What lines below include the string "http"? Pick them out and copy them.

::: Exercise input :::

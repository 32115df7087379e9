use std::time::Duration;

use async_trait::async_trait;
use secrecy::{ExposeSecret, SecretString};
use serde::Deserialize;
use serde_json::json;
use tracing::{debug, info, warn};

use crate::config::Config;
use crate::utils::backoff::{retry_after_hint, RetryPolicy};

use super::{ChatError, ChatMessage, ChatPort, ChatSender, ChatSpace, MessagePage};

const PAGE_SIZE: u32 = 100;

/// Thin REST client for the Google Chat v1 API. Authentication is a ready
/// bearer token supplied through configuration; token acquisition happens
/// outside this process.
pub struct GoogleChatClient {
    http: reqwest::Client,
    api_base: String,
    access_token: SecretString,
    retry: RetryPolicy,
}

#[derive(Debug, Default, Deserialize)]
struct MembershipPage {
    #[serde(default)]
    memberships: Vec<Membership>,
}

#[derive(Debug, Deserialize)]
struct Membership {
    #[serde(default)]
    member: Option<ChatSender>,
}

impl GoogleChatClient {
    pub fn new(config: &Config) -> Result<Self, ChatError> {
        let http = reqwest::Client::builder()
            .timeout(Duration::from_secs(config.http.timeout_secs))
            .build()?;

        info!(
            "google chat client initialized for {}",
            config.google.api_base
        );

        Ok(Self {
            http,
            api_base: config.google.api_base.trim_end_matches('/').to_string(),
            access_token: config.google.access_token.clone(),
            retry: config.http.retry_policy(),
        })
    }

    fn url(&self, resource: &str) -> String {
        format!("{}/{}", self.api_base, resource.trim_start_matches('/'))
    }

    /// Send with bounded retries on 429/5xx; anything else is definitive.
    async fn send(
        &self,
        request: reqwest::RequestBuilder,
        context: &str,
    ) -> Result<reqwest::Response, ChatError> {
        let mut attempt = 0u32;
        loop {
            let builder = request.try_clone().ok_or_else(|| ChatError::Api {
                status: 0,
                message: format!("{context}: request is not retryable"),
            })?;
            let response = builder
                .bearer_auth(self.access_token.expose_secret())
                .send()
                .await?;
            let status = response.status();

            if status.is_success() {
                return Ok(response);
            }

            if RetryPolicy::is_retryable(status.as_u16()) && attempt + 1 < self.retry.max_attempts
            {
                let delay = self
                    .retry
                    .delay_for(attempt, retry_after_hint(response.headers()));
                warn!(
                    "google chat {} returned {}, retrying in {:?} (attempt {}/{})",
                    context,
                    status,
                    delay,
                    attempt + 1,
                    self.retry.max_attempts
                );
                tokio::time::sleep(delay).await;
                attempt += 1;
                continue;
            }

            let message = response.text().await.unwrap_or_default();
            return Err(if status.as_u16() == 404 {
                ChatError::NotFound(context.to_string())
            } else {
                ChatError::Api {
                    status: status.as_u16(),
                    message,
                }
            });
        }
    }
}

#[async_trait]
impl ChatPort for GoogleChatClient {
    async fn get_space(&self, space_id: &str) -> Result<Option<ChatSpace>, ChatError> {
        let request = self.http.get(self.url(space_id));
        match self.send(request, &format!("get space {space_id}")).await {
            Ok(response) => {
                let space = response.json::<ChatSpace>().await?;
                debug!("retrieved space {}", space_id);
                Ok(Some(space))
            }
            Err(ChatError::NotFound(_)) => Ok(None),
            Err(err) => Err(err),
        }
    }

    async fn list_messages(
        &self,
        space_id: &str,
        page_token: Option<&str>,
    ) -> Result<MessagePage, ChatError> {
        let mut request = self
            .http
            .get(self.url(&format!("{space_id}/messages")))
            .query(&[("pageSize", PAGE_SIZE.to_string())]);
        if let Some(token) = page_token {
            request = request.query(&[("pageToken", token)]);
        }

        let response = self
            .send(request, &format!("list messages in {space_id}"))
            .await?;
        let page = response.json::<MessagePage>().await?;
        debug!(
            "listed {} messages from {} (more={})",
            page.messages.len(),
            space_id,
            page.next_page_token.is_some()
        );
        Ok(page)
    }

    async fn create_message(
        &self,
        space_id: &str,
        text: &str,
        thread_id: Option<&str>,
    ) -> Result<ChatMessage, ChatError> {
        let mut body = json!({ "text": text });
        let mut request = self.http.post(self.url(&format!("{space_id}/messages")));
        if let Some(thread) = thread_id {
            body["thread"] = json!({ "name": thread });
            request = request.query(&[(
                "messageReplyOption",
                "REPLY_MESSAGE_FALLBACK_TO_NEW_THREAD",
            )]);
        }

        let response = self
            .send(
                request.json(&body),
                &format!("create message in {space_id}"),
            )
            .await?;
        let message = response.json::<ChatMessage>().await?;
        info!("created message {} in {}", message.name, space_id);
        Ok(message)
    }

    async fn update_message(
        &self,
        message_name: &str,
        text: &str,
    ) -> Result<ChatMessage, ChatError> {
        let request = self
            .http
            .patch(self.url(message_name))
            .query(&[("updateMask", "text")])
            .json(&json!({ "text": text }));

        let response = self
            .send(request, &format!("update message {message_name}"))
            .await?;
        let message = response.json::<ChatMessage>().await?;
        info!("updated message {}", message_name);
        Ok(message)
    }

    async fn get_space_members(&self, space_id: &str) -> Result<Vec<ChatSender>, ChatError> {
        let request = self.http.get(self.url(&format!("{space_id}/members")));
        let response = self
            .send(request, &format!("list members of {space_id}"))
            .await?;
        let page = response.json::<MembershipPage>().await?;
        Ok(page
            .memberships
            .into_iter()
            .filter_map(|membership| membership.member)
            .collect())
    }
}
pub use self::common::{make_title_and_body, resource_suffix, space_of_thread, MAX_TITLE_LEN};

pub mod common;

:::

### Solution to this problem
    http: reqwest::Client,
        let http = reqwest::Client::builder()
            .timeout(Duration::from_secs(config.http.timeout_secs))
            http,
            retry: config.http.retry_policy(),
        let request = self.http.get(self.url(space_id));
            .http
        let mut request = self.http.post(self.url(&format!("{space_id}/messages")));
            .http
        let request = self.http.get(self.url(&format!("{space_id}/members")));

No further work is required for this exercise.